The prime minister more and more resembles the lone, almost silent hero of a spaghetti western.
The prime minister more and more resembles the lone, almost silent hero of a spaghetti western. Photograph: Alastair Grant/AP

“Let me be very nebulous.” If only Theresa May could manage that then the UK might be in with a shout of surviving Brexit. Just a hint of a hint of certainty amid an ocean of vagueness might offer the faintest glimmer of hope. But all the prime minister can run to now is complete and utter despair. She has finally reached peak futility. Truly she is a leader for our times.

It can’t go on like this for much longer. Something has to give. Even someone as semi-detached as the Maybot has a breaking point. She is well beyond the point where a simple reboot via the control-alt-delete keys can restore her to her factory settings. She is now experiencing such a total systems overload that she couldn’t begin to pass the Turing test.
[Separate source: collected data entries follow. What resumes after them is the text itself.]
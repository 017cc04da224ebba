// Copyright 2025 the Understory Authors
// SPDX-License-Identifier: Apache-2.0 OR MIT

//! Item sources: the host-owned collections selectors resolve ids against.

use alloc::collections::BTreeMap;
use alloc::vec::Vec;
use core::hash::{BuildHasher, Hash};

use indexmap::IndexMap;

/// A keyed collection of items, owned by the host.
///
/// Selectors query their source on every call that needs items (select-all,
/// is-all-selected, item resolution) and never cache what it returns, so the
/// host may change the collection freely between calls.
///
/// The enumeration order of [`ItemSource::items`] is the order `select_all`
/// selects in.
pub trait ItemSource<K> {
    /// Item type stored under each id.
    type Item;

    /// Iterate `(id, item)` pairs in enumeration order.
    fn items<'a>(&'a self) -> impl Iterator<Item = (&'a K, &'a Self::Item)>
    where
        K: 'a,
        Self::Item: 'a;

    /// Look up the item for `id`.
    fn get(&self, id: &K) -> Option<&Self::Item>;

    /// Iterate ids in enumeration order.
    fn ids<'a>(&'a self) -> impl Iterator<Item = &'a K>
    where
        K: 'a,
        Self::Item: 'a,
    {
        self.items().map(|(id, _)| id)
    }

    /// Returns `true` if the collection has no items.
    fn is_empty(&self) -> bool {
        self.ids().next().is_none()
    }
}

impl<K: Hash + Eq, T, S: BuildHasher> ItemSource<K> for IndexMap<K, T, S> {
    type Item = T;

    fn items<'a>(&'a self) -> impl Iterator<Item = (&'a K, &'a T)>
    where
        K: 'a,
        Self::Item: 'a,
    {
        self.iter()
    }

    fn get(&self, id: &K) -> Option<&T> {
        Self::get(self, id)
    }

    fn ids<'a>(&'a self) -> impl Iterator<Item = &'a K>
    where
        K: 'a,
        Self::Item: 'a,
    {
        self.keys()
    }

    fn is_empty(&self) -> bool {
        Self::is_empty(self)
    }
}

impl<K: Hash + Eq, T, S: BuildHasher> ItemSource<K> for hashbrown::HashMap<K, T, S> {
    type Item = T;

    fn items<'a>(&'a self) -> impl Iterator<Item = (&'a K, &'a T)>
    where
        K: 'a,
        Self::Item: 'a,
    {
        self.iter()
    }

    fn get(&self, id: &K) -> Option<&T> {
        Self::get(self, id)
    }

    fn is_empty(&self) -> bool {
        Self::is_empty(self)
    }
}

#[cfg(feature = "std")]
impl<K: Hash + Eq, T, S: BuildHasher> ItemSource<K> for std::collections::HashMap<K, T, S> {
    type Item = T;

    fn items<'a>(&'a self) -> impl Iterator<Item = (&'a K, &'a T)>
    where
        K: 'a,
        Self::Item: 'a,
    {
        self.iter()
    }

    fn get(&self, id: &K) -> Option<&T> {
        Self::get(self, id)
    }

    fn is_empty(&self) -> bool {
        Self::is_empty(self)
    }
}

impl<K: Ord, T> ItemSource<K> for BTreeMap<K, T> {
    type Item = T;

    fn items<'a>(&'a self) -> impl Iterator<Item = (&'a K, &'a T)>
    where
        K: 'a,
        Self::Item: 'a,
    {
        self.iter()
    }

    fn get(&self, id: &K) -> Option<&T> {
        Self::get(self, id)
    }

    fn is_empty(&self) -> bool {
        Self::is_empty(self)
    }
}

/// Pairs in sequence order. Lookups are linear scans; the first pair for an id wins.
impl<K: PartialEq, T> ItemSource<K> for [(K, T)] {
    type Item = T;

    fn items<'a>(&'a self) -> impl Iterator<Item = (&'a K, &'a T)>
    where
        K: 'a,
        Self::Item: 'a,
    {
        self.iter().map(|(id, item)| (id, item))
    }

    fn get(&self, id: &K) -> Option<&T> {
        self.iter()
            .find(|(candidate, _)| candidate == id)
            .map(|(_, item)| item)
    }

    fn is_empty(&self) -> bool {
        <[(K, T)]>::is_empty(self)
    }
}

impl<K: PartialEq, T> ItemSource<K> for Vec<(K, T)> {
    type Item = T;

    fn items<'a>(&'a self) -> impl Iterator<Item = (&'a K, &'a T)>
    where
        K: 'a,
        Self::Item: 'a,
    {
        self.as_slice().items()
    }

    fn get(&self, id: &K) -> Option<&T> {
        ItemSource::get(self.as_slice(), id)
    }

    fn is_empty(&self) -> bool {
        Self::is_empty(self)
    }
}

impl<K, M: ItemSource<K> + ?Sized> ItemSource<K> for &M {
    type Item = M::Item;

    fn items<'a>(&'a self) -> impl Iterator<Item = (&'a K, &'a M::Item)>
    where
        K: 'a,
        Self::Item: 'a,
    {
        M::items(self)
    }

    fn get(&self, id: &K) -> Option<&M::Item> {
        M::get(self, id)
    }

    fn ids<'a>(&'a self) -> impl Iterator<Item = &'a K>
    where
        K: 'a,
        Self::Item: 'a,
    {
        M::ids(self)
    }

    fn is_empty(&self) -> bool {
        M::is_empty(self)
    }
}
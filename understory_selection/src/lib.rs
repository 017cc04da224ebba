// Copyright 2025 the Understory Authors
// SPDX-License-Identifier: Apache-2.0 OR MIT

// After you edit the crate's doc comment, run this command, then check README.md for any missing links
// cargo rdme --workspace-project=understory_selection --heading-base-level=0

//! Understory Selection: ordered selection state for lists, grids, and tables.
//!
//! This crate tracks *what is selected* in a collection the host owns. It does
//! not render, hit-test, or listen to input; the host translates clicks and key
//! chords into calls on a selector and re-renders when the selector reports an
//! update.
//!
//! Three selectors share one model:
//!
//! - [`ItemSelector`]: a set of selected ids, in selection order.
//! - [`AttrSelector`]: per id, a set of selected attributes (for example the
//!   cells of a row). The most recently touched id is last.
//! - [`TypedAttrSelector`]: like [`AttrSelector`] for heterogeneous items; each
//!   item kind has its own attribute list.
//!
//! All of them resolve ids against an [`ItemSource`] on demand and never cache
//! items, so the collection can change between calls. Implementations are
//! provided for [`IndexMap`](indexmap::IndexMap), `hashbrown` and (with `std`)
//! standard hash maps, `BTreeMap`, and `Vec<(K, T)>` pairs.
//!
//! ## Interaction model
//!
//! Each mutating method takes a `ctrl` flag mirroring the modifier key:
//!
//! - `ctrl = false` replaces the selection.
//! - `ctrl = true` toggles: adds what is missing, removes what is present.
//!
//! `select_all(toggle)` selects everything; with `toggle`, a second call
//! clears again. Every mutating call reports one update through the callback
//! in [`SelectorOptions`], except clearing something that was not selected.
//!
//! ## Features
//!
//! - `std`: enable `std` in dependencies and implement [`ItemSource`] for
//!   `std::collections::HashMap`.
//! - `serde`: derive `Serialize`/`Deserialize` for [`Attrs`], [`TypedAttrs`],
//!   and [`Snapshot`] so selections can be persisted.
//!
//! Updates are also emitted as `tracing` events at `TRACE` level.
//!
//! # Example
//!
//! ```rust
//! use understory_selection::{AttrSelector, Attrs, ItemSelector};
//!
//! let rows = vec![(1_u32, "first"), (2, "second"), (3, "third")];
//!
//! // Row selection.
//! let mut rows_selected = ItemSelector::new(&rows);
//! rows_selected.select(1, false);
//! rows_selected.multi_select([2, 3], true);
//! assert!(rows_selected.is_all_selected());
//!
//! // Cell selection.
//! let mut cells = AttrSelector::new(&rows, ["name", "size"]);
//! cells.select(2, "name", false);
//! cells.select(3, "size", true);
//! assert_eq!(cells.last_selected(), Some(&3));
//! assert!(cells.is_attrs_selected(&[(2, Attrs::single("name"))]));
//!
//! // Undo a bulk change.
//! let snapshot = cells.create_snapshot();
//! cells.select_all(false);
//! cells.restore(snapshot);
//! assert_eq!(cells.selected().len(), 2);
//! ```

#![no_std]

extern crate alloc;

#[cfg(feature = "std")]
extern crate std;

mod attr;
mod attr_map;
mod attrs;
mod item;
mod options;
mod snapshot;
mod source;
mod typed;

pub use attr::AttrSelector;
pub use attr_map::{AttrEntry, AttrMap};
pub use attrs::Attrs;
pub use item::ItemSelector;
pub use options::{OnUpdated, SelectorOptions};
pub use snapshot::Snapshot;
pub use source::ItemSource;
pub use typed::{AttrKeyTable, KindResolver, TypedAttrSelector, TypedAttrs};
The prime minister more and more resembles the lone, almost silent hero of a spaghetti western, armed only with a water pistol. We all know it will end in a slow-motion finale, with a plaintive surround-sound Ennio Morricone score. And what makes it even more weird is that everyone will be rooting for her. It’s a bewildering irony that the entire country can empathise with a leader whose most striking feature is her lack of empathy.

May arrived some 75 minutes late for her press conference at the end of an EU summit in which she had been humiliated yet again. The strain was evident. She was hunched – almost bent in two – and could only move in short, jerky movements. As if she was buffering. The spinning circle of doom might have been preferable. Her voice was in no better shape. She is now reduced to staccato croaks in which the words don’t even come out as intelligible sentences. The prime minister at her incoherent best.

“Let me. Be ve. Ry clear,” she began, her eyes darting around the room for just one friendly face. What followed was little short of delusional, and reporters shifted uneasily in their seats. It’s not comfortable watching someone fall apart in front of your eyes. Especially when that person increasingly resembles Dr Strangelove and has their finger on the nuclear button.

Up until now, the Brexit negotiations that were supposed to have been concluded last October – in order to give everyone enough time to sign off the deal – have been presented by May as quantum physics. Small movements forward, imperceptible to the naked eye. Now we were in the realms of homeopathy. There was no progress. Not even a trace of progress. We were down to the mere memory of progress. And all the stronger for it.

The absence of the reassurances that the prime minister had been hoping to receive about the backstop were a sign of just how much the 27 EU countries were fully committed to offering those reassurances. The fact that Juncker had described her as nebulous was a mark of respect for her precision. It was time to focus on the focusing. To embark on the future relationship as if it actually existed rather than as just an illusion. We were lost in Cloud Nebulous. Blake’s 7 had better plot lines than this. And actors.

Nor did her answers to questions provide any more clarity. The more frequently she said, “Let. Me be. Veryc. Lear,” the less sense she made. She had always been clear that the deal that had been negotiated was the only deal, which was why she had come back to the EU to tell them it was not up for renegotiation. It was time for the EU to stop asking for meaningless reassurances to the meaningless reassurances to the meaningless reassurances. She’d had enough of the 27 calling all these emergency EU summits. Either her deal got voted down or ... Or her deal got voted down. After that it was anyone’s guess.

All May could say for certain was that she was very clear she had been very clear. At one point she tried to make a joke about what a crap week she’d had but no one laughed. The prime minister has no sense of comic timing and frightens people when she tries to smile. Apart from which, the situation had long since stopped being funny. We were seemingly stuck in purgatory, where we had been for the last two years, circling pointlessly with no end in sight. Even hell might be preferable.